Problem requirements. Copy all of the records word for word.

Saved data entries
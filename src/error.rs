// Copyright 2023 Divy Srivastava <dj.srivastava23@gmail.com>
//
// Licensed under the Apache License, Version 2.0 (the "License");
// you may not use this file except in compliance with the License.
// You may obtain a copy of the License at
//
// http://www.apache.org/licenses/LICENSE-2.0
//
// Unless required by applicable law or agreed to in writing, software
// distributed under the License is distributed on an "AS IS" BASIS,
// WITHOUT WARRANTIES OR CONDITIONS OF ANY KIND, either express or implied.
// See the License for the specific language governing permissions and
// limitations under the License.

use thiserror::Error;

/// Outcome of an incremental operation that ran as far as the available
/// input (or send window) allowed.
#[derive(Debug, Clone, Copy, PartialEq, Eq)]
pub enum Status {
  /// The operation finished.
  Complete,
  /// More input or more send window is needed; state is preserved so the
  /// call can be repeated later.
  Partial,
}

#[derive(Error, Debug)]
pub enum ServerError {
  #[error("Unknown request method")]
  UnknownMethod,
  #[error("Unknown protocol version")]
  UnknownVersion,
  #[error("Request buffer overflow")]
  RequestBufferFull,
  #[error("Malformed header line")]
  InvalidHeader,
  #[error("Invalid chunk size line")]
  InvalidChunkSize,
  #[error("No body declared for this request")]
  NoBody,
  #[error("Body rewind crosses the start of the buffer")]
  RewindOutOfRange,
  #[error("Data received after a complete request")]
  UnexpectedData,
  #[error("Buffer full")]
  BufferFull,
  #[error("Not enough buffered data")]
  InsufficientData,
  #[error("Response buffer overflow")]
  ResponseBufferFull,
  #[error("Write failed")]
  WriteFailed,
  #[error("Send buffer cannot take the frame in one pass")]
  SendBufferFull,
  #[error("Connection closed")]
  ConnectionClosed,
  #[error("Connection pool exhausted")]
  NoFreeConnection,
  #[error("Invalid opcode: {0}")]
  InvalidOpCode(u8),
  #[error("Reserved bits are not zero")]
  ReservedBitsNotZero,
  #[error("Control frame must not be fragmented")]
  ControlFrameFragmented,
  #[error("Frame too large")]
  FrameTooLarge,
  #[error("Client frames must be masked")]
  UnmaskedClientFrame,
  #[error("Invalid UTF-8 in text frame")]
  InvalidUTF8,
  #[cfg(feature = "tls")]
  #[error("TLS error: {0}")]
  Tls(#[from] rustls::Error),
  #[cfg(feature = "tls")]
  #[error("Invalid certificate or private key material")]
  InvalidKeyMaterial,
}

Completed exercise.
filename src/error.rs
// Copyright 2023 Divy Srivastava <dj.srivastava23@gmail.com>
//
// Licensed under the Apache License, Version 2.0 (the "License");
// you may not use this file except in compliance with the License.
// You may obtain a copy of the License at
//
// http://www.apache.org/licenses/LICENSE-2.0
//
// Unless required by applicable law or agreed to in writing, software
// distributed under the License is distributed on an "AS IS" BASIS,
// WITHOUT WARRANTIES OR CONDITIONS OF ANY KIND, either express or implied.
// See the License for the specific language governing permissions and
// limitations under the License.

use thiserror::Error;

/// Outcome of an incremental operation that ran as far as the available
/// input (or send window) allowed.
#[derive(Debug, Clone, Copy, PartialEq, Eq)]
pub enum Status {
  /// The operation finished.
  Complete,
  /// More input or more send window is needed; state is preserved so the
  /// call can be repeated later.
  Partial,
}

#[derive(Error, Debug)]
pub enum ServerError {
  #[error("Unknown request method")]
  UnknownMethod,
  #[error("Unknown protocol version")]
  UnknownVersion,
  #[error("Request buffer overflow")]
  RequestBufferFull,
  #[error("Malformed header line")]
  InvalidHeader,
  #[error("Invalid chunk size line")]
  InvalidChunkSize,
  #[error("No body declared for this request")]
  NoBody,
  #[error("Body rewind crosses the start of the buffer")]
  RewindOutOfRange,
  #[error("Data received after a complete request")]
  UnexpectedData,
  #[error("Buffer full")]
  BufferFull,
  #[error("Not enough buffered data")]
  InsufficientData,
  #[error("Response buffer overflow")]
  ResponseBufferFull,
  #[error("Write failed")]
  WriteFailed,
  #[error("Send buffer cannot take the frame in one pass")]
  SendBufferFull,
  #[error("Connection closed")]
  ConnectionClosed,
  #[error("Connection pool exhausted")]
  NoFreeConnection,
  #[error("Invalid opcode: {0}")]
  InvalidOpCode(u8),
  #[error("Reserved bits are not zero")]
  ReservedBitsNotZero,
  #[error("Control frame must not be fragmented")]
  ControlFrameFragmented,
  #[error("Frame too large")]
  FrameTooLarge,
  #[error("Client frames must be masked")]
  UnmaskedClientFrame,
  #[error("Invalid UTF-8 in text frame")]
  InvalidUTF8,
  #[cfg(feature = "tls")]
  #[error("TLS error: {0}")]
  Tls(#[from] rustls::Error),
  #[cfg(feature = "tls")]
  #[error("Invalid certificate or private key material")]
  InvalidKeyMaterial,
}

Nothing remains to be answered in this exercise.